Let’s see. In my decade with the Stupid Creatures, learned that money doesn’t fall out of the sky. You’ve got to work your whole entire life for it, be born with it, or borrow it and painstakingly pay it back over the course of your entire life. If you want to do anything in the toy world you’ve got to have TONS of money up front, and manufacture scads of content overseas in a sweatshop so Americans can buy it cheaply. Americans will tell you they want your work fair trade, handmade and recycled, but when it comes time to pay for it, they scream and run to wal-mart.

So I’ve been very lucky to have the publishing, the press and the toy contracts that I’ve enjoyed. I’m also very lucky to be a counselor. I’m good at it, I love it. I’m doing something my community needs. Granted, the community needs art more than it realizes, but artists need to eat. Sadly, the vast majority of anyone anywhere do not believe in feeding or paying artists, so many of us wind up in other careers.

My problem, I’ve come to realize, is that at the end of the day, despite my love for monsters and my skills for sculpting and creating, I’m really a character designer. This means my best work isn’t the physical items that I sew and stuff, but their back story, their universe, their history, their relationship to other characters.. To this end, I will be pursuing cartoons and comics in the near future more than more plush sculptures. In fact, I’m helping a friend pitch a cartoon series as we speak. I’m working on the visuals primarily but I’m also helping him flesh out the universe that he created.

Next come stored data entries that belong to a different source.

//! Selection bitmap benchmarks.

use criterion::{black_box, criterion_group, criterion_main, BenchmarkId, Criterion};
use rand::rngs::StdRng;
use rand::SeedableRng;
use tessera_bench::fixtures::{generate_selection, Scale};
use tessera_core::Selection;

fn bench_algebra(c: &mut Criterion) {
    let mut group = c.benchmark_group("selection/algebra");

    for scale in [Scale::Small, Scale::Medium, Scale::Large] {
        let rows = scale.rows();
        let left = generate_selection(rows, 0.5, 1);
        let right = generate_selection(rows, 0.3, 2);

        group.bench_with_input(BenchmarkId::new("and", scale.name()), &rows, |b, _| {
            b.iter(|| black_box(left.intersection(&right)));
        });

        group.bench_with_input(BenchmarkId::new("or", scale.name()), &rows, |b, _| {
            b.iter(|| black_box(left.union(&right)));
        });

        group.bench_with_input(BenchmarkId::new("and_not", scale.name()), &rows, |b, _| {
            b.iter(|| black_box(left.difference(&right)));
        });
    }

    group.finish();
}

fn bench_construction(c: &mut Criterion) {
    let mut group = c.benchmark_group("selection/build");
    let rows = Scale::Medium.rows();

    group.bench_function("with_range", |b| {
        b.iter(|| black_box(Selection::with_range(0, rows).unwrap()));
    });

    group.bench_function("collect_every_third", |b| {
        b.iter(|| black_box((0..rows).step_by(3).collect::<Selection>()));
    });

    group.bench_function("flip", |b| {
        let base = generate_selection(rows, 0.5, 3);
        b.iter(|| {
            let mut flipped = base.clone();
            flipped.flip(0, rows).unwrap();
            black_box(flipped)
        });
    });

    group.finish();
}

fn bench_random(c: &mut Criterion) {
    let mut group = c.benchmark_group("selection/random");
    let rows = Scale::Large.rows();

    for n in [100usize, 10_000, 500_000] {
        group.bench_with_input(BenchmarkId::new("select_n", n), &n, |b, &n| {
            let mut rng = StdRng::seed_from_u64(7);
            b.iter(|| black_box(Selection::select_n_at_random(n, rows, &mut rng).unwrap()));
        });
    }

    group.finish();
}

criterion_group!(benches, bench_algebra, bench_construction, bench_random);
criterion_main!(benches);
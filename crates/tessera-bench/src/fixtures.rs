//! Test data generation for benchmarks.
//!
//! Every generator is seeded so runs are comparable.

use rand::distributions::Alphanumeric;
use rand::rngs::StdRng;
use rand::{Rng, SeedableRng};
use tessera_core::{PackedDate, Selection};

/// Scale factor for benchmark data generation.
#[derive(Clone, Copy, Debug, Default)]
pub enum Scale {
    /// 1,000 rows. Use for quick iteration.
    Tiny,
    /// 10,000 rows.
    Small,
    /// 100,000 rows; above the parallel sort threshold.
    #[default]
    Medium,
    /// 1,000,000 rows.
    Large,
}

impl Scale {
    /// Row count for this scale.
    pub fn rows(&self) -> usize {
        match self {
            Scale::Tiny => 1_000,
            Scale::Small => 10_000,
            Scale::Medium => 100_000,
            Scale::Large => 1_000_000,
        }
    }

    pub fn name(&self) -> &'static str {
        match self {
            Scale::Tiny => "tiny",
            Scale::Small => "small",
            Scale::Medium => "medium",
            Scale::Large => "large",
        }
    }
}

/// Integers in `[0, 1_000_000)` with roughly `missing_ratio` of rows missing.
pub fn generate_ints(rows: usize, missing_ratio: f64) -> Vec<Option<i32>> {
    const SEED: u64 = 12345;
    let mut rng = StdRng::seed_from_u64(SEED);
    (0..rows)
        .map(|_| {
            if rng.gen_bool(missing_ratio) {
                None
            } else {
                Some(rng.gen_range(0..1_000_000))
            }
        })
        .collect()
}

/// Strings drawn from `distinct` random category labels.
pub fn generate_categories(rows: usize, distinct: usize) -> Vec<Option<String>> {
    const SEED: u64 = 54321;
    let mut rng = StdRng::seed_from_u64(SEED);
    let labels: Vec<String> = (0..distinct.max(1))
        .map(|i| {
            let suffix: String = (0..8).map(|_| rng.sample(Alphanumeric) as char).collect();
            format!("cat_{}_{}", i, suffix)
        })
        .collect();
    (0..rows)
        .map(|_| Some(labels[rng.gen_range(0..labels.len())].clone()))
        .collect()
}

/// Dates spread over 1950-2049.
pub fn generate_dates(rows: usize) -> Vec<PackedDate> {
    const SEED: u64 = 98765;
    let mut rng = StdRng::seed_from_u64(SEED);
    (0..rows)
        .map(|_| {
            let year = rng.gen_range(1950..2050);
            let month = rng.gen_range(1..=12);
            let day = rng.gen_range(1..=28);
            PackedDate::pack(year, month, day).unwrap_or(PackedDate::MISSING)
        })
        .collect()
}

/// A selection over `[0, rows)` containing roughly `density` of the rows.
pub fn generate_selection(rows: usize, density: f64, seed: u64) -> Selection {
    let mut rng = StdRng::seed_from_u64(seed);
    (0..rows).filter(|_| rng.gen_bool(density)).collect()
}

In addition to counseling children, I’m designing actual toys and other children’s items for The Land of Nod and I’m learning how the social work and mental health industries function. My whole life is research and I’m grateful for it.

This isn’t a swan song. Stupid Creatures is sticking around. But moving forward things will get a lot more serious. No more expending myself to force the art world and the consumer world to regard soft sculpture as legitimate art. No more starving at craft shows while the dowdy judgmental throngs peek and glare at price tags, or make the excuse that they don’t have any kids to shop for. I’m going to make what I want to make, how I want to make it. And I’ll work my hardest for those who support me the most. I’ll put my energy where the support is, and I’ll stop wasting myself on stuff that drains me unnecessarily.

Watch for me on various cartoon channels. That’s where I want to be next.